How to create the perfect technical CV
The competition for IT jobs is fierce, so to make sure you land the role you want you need to ensure your CV is as good as it can possibly be. Part of the challenge of this when it comes to a technical CV is that there is certain language you will want to use to explain certain tasks, but it may be read by a non-technical person from human resources, for example. These people will be looking primarily for keywords to match the CV with a given vacancy, and so your main aim should be to make it easy to read, concise and free of technical language except in the key skills and technical skills sections.
Even if you approach direct employers rather than an agency, it is important not to mention every technical skill you have because it will be distracting from the rest of the content. Instead, read through the job listing carefully and mention only what is most relevant.
It is also important to mention how long ago your technical skills were last used so the reader can gauge how current your knowledge is – for instance, if you last did something 10 years ago, it may be outdated by today’s standards.

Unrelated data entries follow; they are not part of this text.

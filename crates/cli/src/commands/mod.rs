//! CLI subcommands and the shared session bootstrap.

pub mod chat;
pub mod doctor;
pub mod evaluate;
pub mod onboard;
pub mod problem;
pub mod session;
pub mod status;

use std::sync::Arc;

use zerotohire_config::AppConfig;
use zerotohire_core::corpus::InMemoryCorpus;
use zerotohire_core::problem::Problem;
use zerotohire_core::store::SessionStore;
use zerotohire_store::{InMemoryStore, SqliteStore};
use zerotohire_tutor::SessionController;

pub type CliResult<T = ()> = Result<T, Box<dyn std::error::Error>>;

pub fn load_config() -> CliResult<AppConfig> {
    Ok(AppConfig::load().map_err(|e| format!("Failed to load config: {e}"))?)
}

pub fn load_corpus(config: &AppConfig) -> CliResult<Arc<InMemoryCorpus>> {
    let path = config.corpus_path();
    let corpus = InMemoryCorpus::from_json_file(&path).map_err(|e| {
        format!(
            "Failed to load problems from {}: {e}\n  Set [corpus] path in config.toml or ZEROTOHIRE_CORPUS.",
            path.display()
        )
    })?;
    Ok(Arc::new(corpus))
}

pub async fn open_store(config: &AppConfig) -> CliResult<Arc<dyn SessionStore>> {
    if config.store.backend == "memory" {
        return Ok(Arc::new(InMemoryStore::new()));
    }

    let path = config.store_path();
    let store = SqliteStore::open(&path)
        .await
        .map_err(|e| format!("Failed to open session store at {}: {e}", path.display()))?;
    Ok(Arc::new(store))
}

/// Wire config, corpus, store, and engine into a controller.
pub async fn build_controller(config: &AppConfig) -> CliResult<SessionController> {
    let corpus = load_corpus(config)?;
    let store = open_store(config).await?;
    let engine = zerotohire_providers::build_from_config(config);
    Ok(SessionController::new(engine, store, corpus, config)?)
}

/// Load config and build a controller in one step.
pub async fn controller() -> CliResult<SessionController> {
    let config = load_config()?;
    build_controller(&config).await
}

/// Student-facing wording for a session error.
pub fn friendly(e: zerotohire_core::Error) -> String {
    tracing::debug!(error = %e, "Command failed");
    e.user_message()
}

/// Print a tutor message with a visible prefix on every line.
pub fn print_tutor(name: &str, content: &str) {
    println!();
    for line in content.lines() {
        println!("  {name} > {line}");
    }
    println!();
}

/// Print a problem's header, topics, and description.
pub fn print_problem(problem: &Problem) {
    println!();
    println!("  #{} {} ({})", problem.id, problem.title, problem.difficulty);
    if !problem.topics.is_empty() {
        let topics: Vec<&str> = problem.topics.iter().map(String::as_str).collect();
        println!("  Topics: {}", topics.join(", "));
    }
    if !problem.description.is_empty() {
        println!();
        for line in problem.description.lines() {
            println!("    {line}");
        }
    }
}
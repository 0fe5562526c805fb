//! Session housekeeping: `clear`, `reset`, `complete`, `incomplete`, `settings`.

use zerotohire_core::problem::ProblemId;

use super::{CliResult, controller, friendly};

pub async fn clear(problem: Option<u64>, all: bool) -> CliResult {
    let controller = controller().await?;
    if all {
        controller.clear_session().await.map_err(friendly)?;
        println!("✅ Session cleared. No problem is selected.");
    } else {
        let scope = problem.map(ProblemId);
        controller.clear_history(scope).await.map_err(friendly)?;
        match scope {
            Some(id) => println!("✅ Cleared messages for problem #{id}."),
            None => println!("✅ Conversation cleared."),
        }
    }
    Ok(())
}

pub async fn reset(id: u64) -> CliResult {
    let controller = controller().await?;
    controller.reset_problem(ProblemId(id)).await.map_err(friendly)?;
    println!("✅ Problem #{id} reset: messages, saved code, and progress removed.");
    Ok(())
}

pub async fn set_completed(completed: bool) -> CliResult {
    let controller = controller().await?;
    let session = controller.set_completed(completed).await.map_err(friendly)?;
    let title = session
        .active_problem
        .map(|a| a.title)
        .unwrap_or_default();
    if completed {
        println!("🎉 '{title}' marked as completed.");
    } else {
        println!("'{title}' marked as not completed.");
    }
    Ok(())
}

pub async fn settings(include_code: Option<bool>) -> CliResult {
    let controller = controller().await?;
    if let Some(include) = include_code {
        controller
            .set_include_code_in_context(include)
            .await
            .map_err(friendly)?;
    }
    let include = controller.include_code_in_context().await.map_err(friendly)?;
    println!("  include_code_in_context = {include}");
    Ok(())
}
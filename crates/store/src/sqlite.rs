//! SQLite session store.
//!
//! One database file holds every table the session needs:
//! - `conversations`: the message log, ordered by its autoincrement key
//! - `problems`: per-problem progress (attempts, completion)
//! - `active_problem`: a single-row pointer to the current problem
//! - `code_snapshots`: saved student code
//! - `settings`: JSON-valued preferences

use std::collections::BTreeMap;
use std::str::FromStr;

use async_trait::async_trait;
use chrono::{DateTime, Utc};
use sqlx::sqlite::{SqliteConnectOptions, SqliteJournalMode, SqlitePoolOptions, SqliteSynchronous};
use sqlx::{Row, SqlitePool};
use tracing::{debug, info};
use zerotohire_core::error::StoreError;
use zerotohire_core::message::{Message, Role};
use zerotohire_core::problem::{ActiveProblemRef, Difficulty, ProblemId};
use zerotohire_core::store::{CodeSnapshot, SessionStore, StoreStats};

/// A SQLite-backed session store.
pub struct SqliteStore {
    pool: SqlitePool,
}

impl SqliteStore {
    /// Open (or create) a store at `path`.
    ///
    /// The database and all tables are created automatically.
    /// Pass `"sqlite::memory:"` for an ephemeral database (useful for tests).
    pub async fn new(path: &str) -> Result<Self, StoreError> {
        let in_memory = path.contains(":memory:");
        let options = SqliteConnectOptions::from_str(path)
            .map_err(|e| StoreError::Storage(format!("Invalid SQLite path: {e}")))?
            .create_if_missing(true)
            .journal_mode(SqliteJournalMode::Wal)
            .synchronous(SqliteSynchronous::Normal);

        // An in-memory database lives only as long as its connection.
        let pool_options = if in_memory {
            SqlitePoolOptions::new()
                .max_connections(1)
                .idle_timeout(None)
                .max_lifetime(None)
        } else {
            SqlitePoolOptions::new().max_connections(4)
        };

        let pool = pool_options
            .connect_with(options)
            .await
            .map_err(|e| StoreError::Storage(format!("Failed to open SQLite: {e}")))?;

        let store = Self { pool };
        store.run_migrations().await?;
        info!("SQLite session store initialized at {path}");
        Ok(store)
    }

    /// Open a store at a filesystem path, creating parent directories.
    pub async fn open(path: &std::path::Path) -> Result<Self, StoreError> {
        if let Some(parent) = path.parent()
            && !parent.as_os_str().is_empty()
        {
            std::fs::create_dir_all(parent).map_err(|e| {
                StoreError::Storage(format!("Cannot create {}: {e}", parent.display()))
            })?;
        }
        Self::new(&format!("sqlite://{}", path.display())).await
    }

    /// Create from an existing pool (useful for testing).
    pub async fn from_pool(pool: SqlitePool) -> Result<Self, StoreError> {
        let store = Self { pool };
        store.run_migrations().await?;
        Ok(store)
    }

    async fn run_migrations(&self) -> Result<(), StoreError> {
        let statements = [
            (
                "conversations table",
                r#"
                CREATE TABLE IF NOT EXISTS conversations (
                    id          INTEGER PRIMARY KEY AUTOINCREMENT,
                    problem_id  INTEGER,
                    role        TEXT NOT NULL,
                    content     TEXT NOT NULL,
                    timestamp   TEXT NOT NULL
                )
                "#,
            ),
            (
                "conversations index",
                "CREATE INDEX IF NOT EXISTS idx_conversations_problem ON conversations(problem_id, id)",
            ),
            (
                "problems table",
                r#"
                CREATE TABLE IF NOT EXISTS problems (
                    problem_id          INTEGER PRIMARY KEY,
                    title               TEXT NOT NULL DEFAULT '',
                    difficulty          TEXT NOT NULL DEFAULT 'Unknown',
                    completed           INTEGER NOT NULL DEFAULT 0,
                    completed_at        TEXT,
                    attempts_count      INTEGER NOT NULL DEFAULT 0,
                    first_attempted_at  TEXT,
                    last_attempted_at   TEXT
                )
                "#,
            ),
            (
                "active_problem table",
                r#"
                CREATE TABLE IF NOT EXISTS active_problem (
                    slot        INTEGER PRIMARY KEY CHECK (slot = 0),
                    problem_id  INTEGER NOT NULL,
                    title       TEXT NOT NULL,
                    difficulty  TEXT NOT NULL
                )
                "#,
            ),
            (
                "code_snapshots table",
                r#"
                CREATE TABLE IF NOT EXISTS code_snapshots (
                    id          INTEGER PRIMARY KEY AUTOINCREMENT,
                    problem_id  INTEGER NOT NULL,
                    code        TEXT NOT NULL,
                    language    TEXT NOT NULL,
                    saved_at    TEXT NOT NULL
                )
                "#,
            ),
            (
                "settings table",
                r#"
                CREATE TABLE IF NOT EXISTS settings (
                    key         TEXT PRIMARY KEY,
                    value       TEXT NOT NULL,
                    updated_at  TEXT NOT NULL
                )
                "#,
            ),
        ];

        for (label, sql) in statements {
            sqlx::query(sql)
                .execute(&self.pool)
                .await
                .map_err(|e| StoreError::MigrationFailed(format!("{label}: {e}")))?;
        }

        debug!("SQLite migrations complete");
        Ok(())
    }

    fn parse_timestamp(raw: &str) -> DateTime<Utc> {
        DateTime::parse_from_rfc3339(raw)
            .map(|dt| dt.with_timezone(&Utc))
            .unwrap_or_else(|_| Utc::now())
    }

    fn row_to_message(row: &sqlx::sqlite::SqliteRow) -> Result<Message, StoreError> {
        let id: i64 = row
            .try_get("id")
            .map_err(|e| StoreError::QueryFailed(format!("id column: {e}")))?;
        let problem_id: Option<i64> = row
            .try_get("problem_id")
            .map_err(|e| StoreError::QueryFailed(format!("problem_id column: {e}")))?;
        let role: String = row
            .try_get("role")
            .map_err(|e| StoreError::QueryFailed(format!("role column: {e}")))?;
        let content: String = row
            .try_get("content")
            .map_err(|e| StoreError::QueryFailed(format!("content column: {e}")))?;
        let timestamp: String = row
            .try_get("timestamp")
            .map_err(|e| StoreError::QueryFailed(format!("timestamp column: {e}")))?;

        let role = Role::parse(&role)
            .ok_or_else(|| StoreError::QueryFailed(format!("unknown role '{role}'")))?;

        Ok(Message {
            id: id.to_string(),
            role,
            content,
            problem_id: problem_id.map(|id| ProblemId(id as u64)),
            timestamp: Self::parse_timestamp(&timestamp),
        })
    }

    fn row_to_snapshot(row: &sqlx::sqlite::SqliteRow) -> Result<CodeSnapshot, StoreError> {
        let problem_id: i64 = row
            .try_get("problem_id")
            .map_err(|e| StoreError::QueryFailed(format!("problem_id column: {e}")))?;
        let code: String = row
            .try_get("code")
            .map_err(|e| StoreError::QueryFailed(format!("code column: {e}")))?;
        let language: String = row
            .try_get("language")
            .map_err(|e| StoreError::QueryFailed(format!("language column: {e}")))?;
        let saved_at: String = row
            .try_get("saved_at")
            .map_err(|e| StoreError::QueryFailed(format!("saved_at column: {e}")))?;

        Ok(CodeSnapshot {
            problem_id: ProblemId(problem_id as u64),
            code,
            language,
            saved_at: Self::parse_timestamp(&saved_at),
        })
    }
}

The formatting of a technical CV is much the same as a non-technical one, in that it will have clear headings, be confined to two pages of A4 at most, and will be concise and easy to read. Although it will be used to apply for technical jobs, the employer will also be very interested in interpersonal skills and the ability to present information accurately and concisely, so make sure the content is not padded with unnecessary information and everything that needs to be said is mentioned.
The purpose of a CV is to explain why you are perfect for the role advertised, so in the opening paragraph it is crucial you mention your technical skills as well as relevant experience to the business or advertised position. Beyond that, the key skills area is where you can put skills, experience and work in specific projects that may increase your chances of an interview, and it also allows you to mention achievements; for instance a project you oversaw or software created that saved the company money.
The section of career history often causes problems for applicants because they list everything. Rather than do this, focus on only what is relevant to the position you are going after. Do this by examining what is required in the new job and then list your roles in previous jobs that explain clearly how you have acquired the skills from previous jobs that are necessary for the job you want. This will remove any doubt from the employer’s minds and remove the necessity for them to work out why you are valuable – if they have to try and work it out, they will reject the CV, so it is important to make it obvious in no uncertain terms.
Similarly, the education section is often prone to being unnecessarily embellished. If you have a higher education qualification like a degree or PhD, you may decide, depending on the length of the CV, to remove the lower qualifications completely because the higher education qualification could not be obtained if you were lacking GCSEs and A Levels. Unnecessary information dilutes the more important information and bores the reader, which can ultimately cost you the chance of an interview.
These guidelines explain how to create a great CV to give you every chance of securing the job. Beyond that, it is also imperative to write an engaging cover letter that explains how you heard about the role and why you are the best person for it.